A specialist in modernism and 19th-century French painting,
Mr. Champa drew his love for music into his theories about
art, which he considered intimately connected aesthetic
forms, and found links between, say, Renoir and French
Wagnerism, and Mondrian and boogie-woogie. In ''The Rise of
Landscape Painting in France: Corot to Monet'' (Abrams,
1991), he used symphonic music as a backdrop for the
philosophical and intellectual importance of landscape
painting. '''Masterpiece' Studies: Manet, Zola, Van Gogh and
Monet'' (Penn State, 1994) investigated the interrelatedness
of music, art and literature on advanced French painting in
the 1880's. At his death he was revising his latest book,
''The Slang of Aestheticism: The Anglo-American Color-Music
Project, 1898-1950.''

As a boy near Lancaster, Pa., Mr. Champa sold his cherished
collection of Lionel trains so that he could buy a trombone.
He wanted to become a performer, and in his freshman year at
Yale, where he studied art in hopes of teaching it, he
traveled to Europe as a member of the marching band. He
earned a bachelor's degree in art history from Yale in 1960
and a doctorate from Harvard in 1965. After returning to
Yale as an assistant professor of art history, he joined the
faculty of Brown in 1970, where he became a full professor
in 1974.

A formalist whose early mentors included the Harvard art
historian and the art critic Clement Greenberg, Mr. Champa
later increasingly investigated the role of popular culture
in interpreting the artists he studied.

''He was a formalist in the sense of being very concerned
with aesthetic issues in painting, rather than political or
social subject matter, and of course, that kind of writing
about art endeared him to a lot of painters because that's
how painters talk about each other's works,'' Hilton Kramer,
the art critic of The New York Observer and a longtime
acquaintance of Mr.
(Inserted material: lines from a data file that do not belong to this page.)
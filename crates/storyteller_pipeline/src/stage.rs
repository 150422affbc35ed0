//! The three pipeline stages.

use serde_json::Value;
use storyteller_core::StructuredRequest;

use crate::{PERSONA_DIRECTIVE, analysis_schema, script_schema, topics_schema};

/// One of the three sequential generation calls.
#[derive(Debug, Clone, Copy, PartialEq, Eq, Hash, strum::Display, strum::EnumIter)]
#[strum(serialize_all = "snake_case")]
pub enum Stage {
    /// Trend analysis
    Analysis,
    /// Topic recommendation
    Recommendation,
    /// Full script generation
    Generation,
}

impl Stage {
    /// Response schema the provider must satisfy for this stage.
    pub fn schema(self) -> Value {
        match self {
            Stage::Analysis => analysis_schema(),
            Stage::Recommendation => topics_schema(),
            Stage::Generation => script_schema(),
        }
    }

    /// Build the request for this stage: persona, `prompt` and schema for `model`.
    pub fn request(self, model: &str, prompt: impl Into<String>) -> StructuredRequest {
        StructuredRequest::new(model, prompt, PERSONA_DIRECTIVE, self.schema())
    }
}

#[cfg(test)]
mod tests {
    use super::*;
    use strum::IntoEnumIterator;

    #[test]
    fn test_every_stage_carries_persona() {
        for stage in Stage::iter() {
            let request = stage.request("gemini-2.0-flash-exp", "prompt");
            assert_eq!(request.system_instruction(), PERSONA_DIRECTIVE);
            assert_eq!(request.model(), "gemini-2.0-flash-exp");
            assert_eq!(request.response_schema(), &stage.schema());
        }
    }

    #[test]
    fn test_stage_display() {
        assert_eq!(Stage::Recommendation.to_string(), "recommendation");
    }
}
Champa's, said in a telephone interview.
''But he was very much open to change and innovation and I
think that openness was one of the reasons he was so
successful as a teacher.''

Mr. Champa's lectures drew legions of students, who poured
out into the aisles. An exhilarating speaker, he had been
named in 1975 by Esquire magazine as one of the 10 ''sexiest
professors in America.''

''For his graduate students, Champa was the eminence grise,
himself that great work of art: intimidating and private and
connective at once,'' writes James Panero, a former student,
in the forthcoming September issue of The New Criterion.
''His relationships with students transcended the usual
chitchat (sometimes awkwardly so) and went right to the
heart of the matter. Everything you needed to know could be
found in Courbet, Meier-Graefe, Baudelaire and Wagner.
Meeting adjourned.''

In 1995 Mr. Champa was named the Andrea V. Rosenthal
professor in the history of art and architecture.

In addition to his wife, he is survived by two sons,
Russell, of San Francisco, and Anthony, of Providence; a
daughter, Sarah, of London and Providence; and his father,
Valentino A. Champa of Lancaster, Pa.; and his stepmother,
Helen Conner Champa.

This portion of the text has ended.